Website Lessons from the Brunei BSB International Marathon
In late 2014 I participated in the BSB International Marathon organized by the Brunei Athletics Association. How did I do? I’m glad you asked 🙂 I placed 33rd out of the 127 runners in my category and covered 5km in 32 minutes 28 seconds, a personal best.
Despite the issues that plagued the marathon, I think a hearty “Congratulations” is in order to the Brunei Athletics Association. I’m sure they will take the lessons learned to heart and do even better next time. That said, there are a few website matters we can scrutinize and draw reminders from.
BAA set up a website for the event and also created a Facebook page, a Twitter account and an Instagram page. Their social media channels were prominently displayed in their website header.
That’s 4 different channels for users to choose from. That’s also 4 different channels for BAA to update and maintain. And it seems this is where BAA encountered some problems because news updates were not equally disseminated. Facebook seemed to be the outlet of choice with the official website an afterthought. As of typing, the marathon is over and the official website’s Race Route page is still blank.
Meanwhile Facebook received route information between 30th October to 5th November.
Twitter and Instagram languished receiving their final updates on 7th November, 9 days before the day of the race. Oh dear.
This obviously is not ideal. I don’t know what happened but any platform that serves to deliver updates the public needs to be equally maintained. Updates and maintenance require resources — manpower, money, time… — which need to be set aside in advanced.

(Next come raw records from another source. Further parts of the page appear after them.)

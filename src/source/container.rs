//! Container reading using symphonia.

use std::fs::File;
use std::ops::ControlFlow;
use std::path::{Path, PathBuf};

use symphonia::core::audio::{AudioBufferRef, SampleBuffer, Signal};
use symphonia::core::codecs::{CODEC_TYPE_NULL, DecoderOptions};
use symphonia::core::conv::ConvertibleSample;
use symphonia::core::formats::{FormatOptions, FormatReader, Track};
use symphonia::core::io::{MediaSourceStream, MediaSourceStreamOptions};
use symphonia::core::meta::MetadataOptions;
use symphonia::core::probe::Hint;
use symphonia::core::units::TimeBase;
use tracing::{debug, warn};

use crate::audio::{AudioBlockSpec, SampleFormat};
use crate::error::{Error, Result};
use crate::extract::{Record, RecordContent, RecordSource, StreamInfo, StreamKind};

/// A media container read with symphonia.
///
/// Each decoded packet of the selected track becomes one record holding
/// interleaved little-endian PCM.
pub struct ContainerSource {
    path: PathBuf,
    format: Box<dyn FormatReader>,
}

impl ContainerSource {
    /// Open and probe a container file.
    ///
    /// # Errors
    ///
    /// Returns an error if the file cannot be opened or its format is not
    /// recognized.
    pub fn open(path: &Path) -> Result<Self> {
        let file = File::open(path).map_err(|e| Error::InputOpen {
            path: path.to_path_buf(),
            source: Box::new(e),
        })?;

        let mss = MediaSourceStream::new(Box::new(file), MediaSourceStreamOptions::default());

        // Create hint from file extension
        let mut hint = Hint::new();
        if let Some(ext) = path.extension().and_then(|e| e.to_str()) {
            hint.with_extension(ext);
        }

        let probed = symphonia::default::get_probe()
            .format(
                &hint,
                mss,
                &FormatOptions::default(),
                &MetadataOptions::default(),
            )
            .map_err(|e| Error::InputOpen {
                path: path.to_path_buf(),
                source: Box::new(e),
            })?;

        Ok(Self {
            path: path.to_path_buf(),
            format: probed.format,
        })
    }

    fn read_error(&self, source: symphonia::core::errors::Error) -> Error {
        Error::RecordRead {
            path: self.path.clone(),
            source: Box::new(source),
        }
    }
}

fn is_audio_track(track: &Track) -> bool {
    track.codec_params.codec != CODEC_TYPE_NULL && track.codec_params.sample_rate.is_some()
}

impl RecordSource for ContainerSource {
    fn path_or_uri(&self) -> String {
        self.path.display().to_string()
    }

    fn streams(&self) -> Vec<StreamInfo> {
        let codecs = symphonia::default::get_codecs();
        self.format
            .tracks()
            .iter()
            .map(|track| StreamInfo {
                id: track.id.to_string(),
                kind: if is_audio_track(track) {
                    StreamKind::Audio
                } else {
                    StreamKind::Other
                },
                flavor: codecs
                    .get_codec(track.codec_params.codec)
                    .map(|codec| codec.short_name.to_string()),
            })
            .collect()
    }

    fn read_records(
        &mut self,
        stream: &str,
        handler: &mut dyn FnMut(&Record<'_>) -> ControlFlow<()>,
    ) -> Result<()> {
        let track = self
            .format
            .tracks()
            .iter()
            .find(|track| track.id.to_string() == stream)
            .ok_or_else(|| Error::StreamNotFound {
                id: stream.to_string(),
            })?;
        let track_id = track.id;
        let time_base = track.codec_params.time_base;
        let sample_rate = track.codec_params.sample_rate.unwrap_or(0);

        let mut decoder = symphonia::default::get_codecs()
            .make(&track.codec_params, &DecoderOptions::default())
            .map_err(|e| Error::InputOpen {
                path: self.path.clone(),
                source: Box::new(e),
            })?;

        let mut block = Vec::new();
        loop {
            let packet = match self.format.next_packet() {
                Ok(packet) => packet,
                Err(symphonia::core::errors::Error::IoError(e))
                    if e.kind() == std::io::ErrorKind::UnexpectedEof =>
                {
                    break;
                }
                Err(symphonia::core::errors::Error::ResetRequired) => {
                    warn!("Track list changed mid-stream, stopping at this point");
                    break;
                }
                Err(e) => return Err(self.read_error(e)),
            };

            if packet.track_id() != track_id {
                continue;
            }

            let timestamp = packet_time(packet.ts(), time_base, sample_rate);
            let flow = match decoder.decode(&packet) {
                Ok(decoded) => {
                    let spec = interleave_pcm(decoded, &mut block);
                    handler(&Record {
                        timestamp,
                        content: RecordContent::Audio { spec, data: &block },
                    })
                }
                Err(symphonia::core::errors::Error::DecodeError(reason)) => {
                    debug!("Undecodable packet at {timestamp:.3}: {reason}");
                    handler(&Record {
                        timestamp,
                        content: RecordContent::Unsupported {
                            audio: true,
                            description: reason,
                        },
                    })
                }
                Err(e) => return Err(self.read_error(e)),
            };

            if flow.is_break() {
                break;
            }
        }

        Ok(())
    }
}

/// Convert a packet timestamp to seconds.
#[allow(clippy::cast_precision_loss)]
fn packet_time(ts: u64, time_base: Option<TimeBase>, sample_rate: u32) -> f64 {
    match time_base {
        Some(time_base) => {
            let time = time_base.calc_time(ts);
            time.seconds as f64 + time.frac
        }
        None if sample_rate > 0 => ts as f64 / f64::from(sample_rate),
        None => 0.0,
    }
}

fn interleaved<S: ConvertibleSample>(decoded: AudioBufferRef<'_>) -> SampleBuffer<S> {
    let mut buffer = SampleBuffer::<S>::new(decoded.capacity() as u64, *decoded.spec());
    buffer.copy_interleaved_ref(decoded);
    buffer
}

/// Write a decoded buffer into `out` as interleaved little-endian PCM and
/// describe the result.
///
/// 8-bit unsigned stays 8-bit unsigned, other integer widths below 24 bits
/// widen to 16-bit, 24-bit stays 24-bit packed, 32-bit stays 32-bit and
/// floats keep their width.
fn interleave_pcm(decoded: AudioBufferRef<'_>, out: &mut Vec<u8>) -> AudioBlockSpec {
    let signal = *decoded.spec();
    let frames = decoded.frames();
    out.clear();

    let (sample_format, bits_per_sample) = match decoded {
        AudioBufferRef::U8(_) => {
            out.extend_from_slice(interleaved::<u8>(decoded).samples());
            (SampleFormat::UnsignedInt, 8)
        }
        AudioBufferRef::S8(_) | AudioBufferRef::U16(_) | AudioBufferRef::S16(_) => {
            for sample in interleaved::<i16>(decoded).samples() {
                out.extend_from_slice(&sample.to_le_bytes());
            }
            (SampleFormat::SignedInt, 16)
        }
        AudioBufferRef::U24(_) | AudioBufferRef::S24(_) => {
            for sample in interleaved::<i32>(decoded).samples() {
                out.extend_from_slice(&(sample >> 8).to_le_bytes()[..3]);
            }
            (SampleFormat::SignedInt, 24)
        }
        AudioBufferRef::U32(_) | AudioBufferRef::S32(_) => {
            for sample in interleaved::<i32>(decoded).samples() {
                out.extend_from_slice(&sample.to_le_bytes());
            }
            (SampleFormat::SignedInt, 32)
        }
        AudioBufferRef::F32(_) => {
            for sample in interleaved::<f32>(decoded).samples() {
                out.extend_from_slice(&sample.to_le_bytes());
            }
            (SampleFormat::Float, 32)
        }
        AudioBufferRef::F64(_) => {
            for sample in interleaved::<f64>(decoded).samples() {
                out.extend_from_slice(&sample.to_le_bytes());
            }
            (SampleFormat::Float, 64)
        }
    };

    AudioBlockSpec::pcm(
        sample_format,
        u16::try_from(signal.channels.count()).unwrap_or(u16::MAX),
        signal.rate,
        bits_per_sample,
        u32::try_from(frames).unwrap_or(u32::MAX),
    )
}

Connecting to social media platforms helps you stay connected with your market. But all this requires manpower: make sure you have people who will create new content and engage your customers on social media platforms.
It would also help to establish (and put in writing) a Workflow, a list of tasks to complete when new updates are received. Assign people to the tasks and have 1 person accountable for ensuring all the tasks are completed. This is basically the RACI Matrix in a nutshell and really does not have to be complicated at all.
Certainly, there are ways to simplify information broadcast. Services like BufferApp and HootSuite help to publish to multiple social media channels simultaneously. Websites can also be integrated to push updates to social media. I’m not sure what CMS the BAA Marathon website is using though a quick glance at the underlying code seems to suggest none was used.
BAA has since admitted to being under prepared for the event. Hopefully they’ll learn from this experience to avoid heated albeit valid criticisms in the future.